Task objective
When a line in the data below includes "match", count it; then give only the total.

Records provided
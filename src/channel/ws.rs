#![forbid(unsafe_code)]

// Live WebSocket channel built on tokio-tungstenite

use super::{ChannelConnector, ChannelState, FrameListener, SendChannel, StateCell};
use crate::error::{LoadError, LoadResult};
use crate::metrics::Metrics;
use async_trait::async_trait;
use futures_util::stream::{SplitSink, SplitStream};
use futures_util::{SinkExt, StreamExt};
use std::sync::atomic::{AtomicU64, Ordering};
use std::sync::Arc;
use std::time::Duration;
use tokio::net::TcpStream;
use tokio::task::JoinHandle;
use tokio::time::timeout;
use tokio_tungstenite::tungstenite::Message;
use tokio_tungstenite::{connect_async, MaybeTlsStream, WebSocketStream};
use tracing::{debug, warn};

/// Upper bound on the close handshake; a stalled peer must not hold up teardown.
const CLOSE_TIMEOUT: Duration = Duration::from_secs(1);

type WsStream = WebSocketStream<MaybeTlsStream<TcpStream>>;
type WsSink = SplitSink<WsStream, Message>;

/// A reconnectable WebSocket connection to one endpoint.
///
/// Inbound text frames are handed to the listener from a spawned reader task.
/// Each connect bumps a generation counter so a reader left over from an older
/// connection can never mark the current one closed.
pub struct WsChannel {
    url: String,
    connect_timeout: Duration,
    metrics: Metrics,
    listener: Option<Arc<dyn FrameListener>>,
    state: Arc<StateCell>,
    generation: Arc<AtomicU64>,
    sink: tokio::sync::Mutex<Option<WsSink>>,
    reader: parking_lot::Mutex<Option<JoinHandle<()>>>,
}

impl WsChannel {
    pub fn new(
        url: impl Into<String>,
        connect_timeout: Duration,
        metrics: Metrics,
        listener: Option<Arc<dyn FrameListener>>,
    ) -> Self {
        Self {
            url: url.into(),
            connect_timeout,
            metrics,
            listener,
            state: Arc::new(StateCell::new(ChannelState::Disconnected)),
            generation: Arc::new(AtomicU64::new(0)),
            sink: tokio::sync::Mutex::new(None),
            reader: parking_lot::Mutex::new(None),
        }
    }

    pub fn url(&self) -> &str {
        &self.url
    }

    fn close_timeout(&self) -> Duration {
        self.connect_timeout.min(CLOSE_TIMEOUT)
    }

    /// Opens the connection, waiting at most `connect_timeout`.
    ///
    /// # Errors
    /// Returns `ConnectTimeout` or `Transport` and leaves the channel closed.
    pub async fn connect(&self) -> LoadResult<()> {
        self.state.set(ChannelState::Connecting);

        let stream = match timeout(self.connect_timeout, connect_async(self.url.as_str())).await {
            Ok(Ok((stream, _response))) => stream,
            Ok(Err(e)) => {
                self.state.set(ChannelState::Closed);
                return Err(LoadError::Transport(format!("{}: {}", self.url, e)));
            }
            Err(_) => {
                self.state.set(ChannelState::Closed);
                return Err(LoadError::ConnectTimeout {
                    url: self.url.clone(),
                    timeout: self.connect_timeout,
                });
            }
        };

        let (sink, stream) = stream.split();
        let generation = self.generation.fetch_add(1, Ordering::AcqRel) + 1;
        *self.sink.lock().await = Some(sink);
        self.state.set(ChannelState::Open);

        let reader = tokio::spawn(read_frames(
            stream,
            self.listener.clone(),
            self.state.clone(),
            self.generation.clone(),
            generation,
            self.url.clone(),
        ));
        if let Some(old) = self.reader.lock().replace(reader) {
            old.abort();
        }

        self.metrics.inc_connections_created();
        debug!("{}: WebSocket connected", self.url);
        Ok(())
    }
}

async fn read_frames(
    mut stream: SplitStream<WsStream>,
    listener: Option<Arc<dyn FrameListener>>,
    state: Arc<StateCell>,
    current_generation: Arc<AtomicU64>,
    generation: u64,
    url: String,
) {
    while let Some(frame) = stream.next().await {
        match frame {
            Ok(Message::Text(text)) => {
                if let Some(listener) = &listener {
                    listener.on_frame(text.as_str());
                }
            }
            Ok(Message::Close(reason)) => {
                debug!("{}: closed by remote: {:?}", url, reason);
                break;
            }
            Ok(_) => {}
            Err(e) => {
                debug!("{}: read error: {}", url, e);
                break;
            }
        }
    }

    if current_generation.load(Ordering::Acquire) == generation {
        state.set(ChannelState::Closed);
    }
}

#[async_trait]
impl SendChannel for WsChannel {
    async fn send(&self, payload: String) -> LoadResult<()> {
        let mut guard = self.sink.lock().await;
        let sink = match guard.as_mut() {
            Some(sink) if self.is_open() => sink,
            _ => return Err(LoadError::NotOpen),
        };

        if let Err(e) = sink.send(Message::text(payload)).await {
            self.state.set(ChannelState::Closed);
            return Err(LoadError::Transport(format!("{}: {}", self.url, e)));
        }
        Ok(())
    }

    fn state(&self) -> ChannelState {
        self.state.get()
    }

    async fn reconnect(&self) -> LoadResult<()> {
        self.metrics.inc_reconnections();
        self.close().await;
        self.connect().await
    }

    async fn close(&self) {
        // Detach the reader from `state` before tearing it down
        self.generation.fetch_add(1, Ordering::AcqRel);
        let reader = self.reader.lock().take();
        if let Some(reader) = reader {
            reader.abort();
        }

        let sink = self.sink.lock().await.take();
        if let Some(mut sink) = sink {
            match timeout(self.close_timeout(), sink.close()).await {
                Ok(Ok(())) => {}
                Ok(Err(e)) => debug!("{}: close error ignored: {}", self.url, e),
                Err(_) => warn!("{}: close handshake timed out", self.url),
            }
        }
        self.state.set(ChannelState::Closed);
    }
}

impl Drop for WsChannel {
    fn drop(&mut self) {
        if let Some(reader) = self.reader.get_mut().take() {
            reader.abort();
        }
    }
}

/// Opens one [`WsChannel`] per room at `<chat_prefix><roomId>`
pub struct WsConnector {
    chat_prefix: String,
    connect_timeout: Duration,
    metrics: Metrics,
    listener: Option<Arc<dyn FrameListener>>,
}

impl WsConnector {
    pub fn new(
        chat_prefix: impl Into<String>,
        connect_timeout: Duration,
        metrics: Metrics,
        listener: Option<Arc<dyn FrameListener>>,
    ) -> Self {
        Self {
            chat_prefix: chat_prefix.into(),
            connect_timeout,
            metrics,
            listener,
        }
    }

    pub fn room_url(&self, room_id: u32) -> String {
        format!("{}{}", self.chat_prefix, room_id)
    }
}

#[async_trait]
impl ChannelConnector for WsConnector {
    async fn connect(&self, room_id: u32) -> LoadResult<Arc<dyn SendChannel>> {
        let channel = WsChannel::new(
            self.room_url(room_id),
            self.connect_timeout,
            self.metrics.clone(),
            self.listener.clone(),
        );
        channel.connect().await?;
        Ok(Arc::new(channel))
    }
}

Output
4